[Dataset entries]
━━━━
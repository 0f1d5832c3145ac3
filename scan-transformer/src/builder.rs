use scan_core::{
    math::{Vector3, Vector4},
    pointcloud::scan::ScanPose,
};
use serde::{Deserialize, Serialize};

use crate::transform::{
    color::{ApplyIntensity, ClampColor, ColorAffine},
    pose::ScanPoseTransform,
    position::{AxisSwap, PositionAffine},
    CompositeTransform, Transform,
};

/// Per-run point transform settings. Rotation angles are in radians.
#[derive(Debug, Clone, PartialEq, Serialize, Deserialize)]
#[serde(default)]
pub struct TransformConfig {
    pub swap_xy: bool,
    pub swap_xz: bool,
    pub swap_yz: bool,
    pub position_offset: Vector3,
    pub position_scaling: Vector3,
    pub position_rotation: Vector3,
    pub position_translation: Vector3,
    pub color_offset: Vector4,
    pub color_scaling: Vector4,
    pub color_translation: Vector4,
    pub apply_intensity: bool,
    pub clamp_color: bool,
}

impl Default for TransformConfig {
    fn default() -> Self {
        Self {
            swap_xy: false,
            swap_xz: false,
            swap_yz: false,
            position_offset: Vector3::ZERO,
            position_scaling: Vector3::ONE,
            position_rotation: Vector3::ZERO,
            position_translation: Vector3::ZERO,
            color_offset: Vector4::ZERO,
            color_scaling: Vector4::ONE,
            color_translation: Vector4::ZERO,
            apply_intensity: false,
            clamp_color: false,
        }
    }
}

impl TransformConfig {
    pub fn is_identity(&self) -> bool {
        *self == Self::default()
    }

    fn has_swap(&self) -> bool {
        self.swap_xy || self.swap_xz || self.swap_yz
    }

    fn has_position_affine(&self) -> bool {
        self.position_offset != Vector3::ZERO
            || self.position_scaling != Vector3::ONE
            || self.position_rotation != Vector3::ZERO
            || self.position_translation != Vector3::ZERO
    }

    fn has_color_affine(&self) -> bool {
        self.color_offset != Vector4::ZERO
            || self.color_scaling != Vector4::ONE
            || self.color_translation != Vector4::ZERO
    }
}

pub trait TransformBuilder {
    fn build(&self) -> Box<dyn Transform>;
}

/// Builds the per-scan pipeline: optional pose, then the configured point transform.
pub struct PointTransformBuilder<'a> {
    config: &'a TransformConfig,
    pose: Option<ScanPose>,
}

impl<'a> PointTransformBuilder<'a> {
    pub fn new(config: &'a TransformConfig) -> Self {
        Self { config, pose: None }
    }

    pub fn with_pose(mut self, pose: ScanPose) -> Self {
        self.pose = Some(pose);
        self
    }
}

impl TransformBuilder for PointTransformBuilder<'_> {
    fn build(&self) -> Box<dyn Transform> {
        let config = self.config;
        let mut stages: Vec<Box<dyn Transform>> = Vec::new();

        if let Some(pose) = self.pose {
            stages.push(Box::new(ScanPoseTransform { pose }));
        }
        if config.has_swap() {
            stages.push(Box::new(AxisSwap {
                xy: config.swap_xy,
                xz: config.swap_xz,
                yz: config.swap_yz,
            }));
        }
        if config.has_position_affine() {
            stages.push(Box::new(PositionAffine::new(
                config.position_offset,
                config.position_scaling,
                config.position_rotation,
                config.position_translation,
            )));
        }
        if config.has_color_affine() {
            stages.push(Box::new(ColorAffine {
                offset: config.color_offset,
                scale: config.color_scaling,
                translation: config.color_translation,
            }));
        }
        if config.apply_intensity {
            stages.push(Box::new(ApplyIntensity));
        }
        if config.clamp_color {
            stages.push(Box::new(ClampColor));
        }

        log::debug!("Point transform has {} stage(s)", stages.len());
        Box::new(CompositeTransform::new(stages))
    }
}

#[cfg(test)]
mod tests {
    use scan_core::pointcloud::point::Point;

    use super::*;

    fn sample() -> Point {
        Point::new(
            Vector3::new(1.5, -2.25, 3.0),
            Vector4::new(0.1, 0.2, 0.3, 0.4),
        )
    }

    #[test]
    fn default_config_is_identity() {
        let config = TransformConfig::default();
        assert!(config.is_identity());
        let transform = PointTransformBuilder::new(&config).build();
        assert_eq!(transform.transform(sample()), sample());
    }

    #[test]
    fn swap_xy_exchanges_coordinates() {
        let config = TransformConfig {
            swap_xy: true,
            ..Default::default()
        };
        let transform = PointTransformBuilder::new(&config).build();
        let p = transform.transform(sample());
        assert_eq!(p.position, Vector3::new(-2.25, 1.5, 3.0));
        assert_eq!(p.color, sample().color);
    }

    #[test]
    fn color_is_scaled_before_intensity_and_clamp() {
        let config = TransformConfig {
            color_scaling: Vector4::new(4.0, 1.0, 1.0, 2.0),
            apply_intensity: true,
            clamp_color: true,
            ..Default::default()
        };
        let transform = PointTransformBuilder::new(&config).build();
        let p = transform.transform(sample());
        // I = 0.8, R = 0.4 * 0.8, G = 0.2 * 0.8
        assert!((p.intensity() - 0.8).abs() < 1e-12);
        assert!((p.red() - 0.32).abs() < 1e-12);
        assert!((p.green() - 0.16).abs() < 1e-12);
    }

    #[test]
    fn pose_runs_before_user_transform() {
        let config = TransformConfig {
            position_scaling: Vector3::new(2.0, 2.0, 2.0),
            ..Default::default()
        };
        let pose = ScanPose {
            position: Vector3::new(1.0, 0.0, 0.0),
            ..Default::default()
        };
        let transform = PointTransformBuilder::new(&config).with_pose(pose).build();
        let p = transform.transform(Point::new(Vector3::new(1.0, 1.0, 1.0), Vector4::ZERO));
        assert_eq!(p.position, Vector3::new(4.0, 2.0, 2.0));
    }
}
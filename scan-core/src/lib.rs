pub mod math;
pub mod pointcloud;
pub mod cell;
pub mod component;
pub mod error;
pub mod pcf;
pub mod sink;
pub mod text;

pub use error::{ComponentError, ExportError};
use scan_core::pointcloud::{point::Point, scan::ScanPose};

use super::Transform;

/// Moves scanner-local positions into the world frame of the scan pose.
#[derive(Debug, Clone, Copy)]
pub struct ScanPoseTransform {
    pub pose: ScanPose,
}

impl Transform for ScanPoseTransform {
    fn transform(&self, mut point: Point) -> Point {
        point.position = self.pose.to_world(point.position);
        point
    }
}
━━━━
TASK GOAL: Find every line in the records above that contains the word "ApplyIntensity", and copy each one.

ANSWER:
    color::{ApplyIntensity, ClampColor, ColorAffine},
            stages.push(Box::new(ApplyIntensity));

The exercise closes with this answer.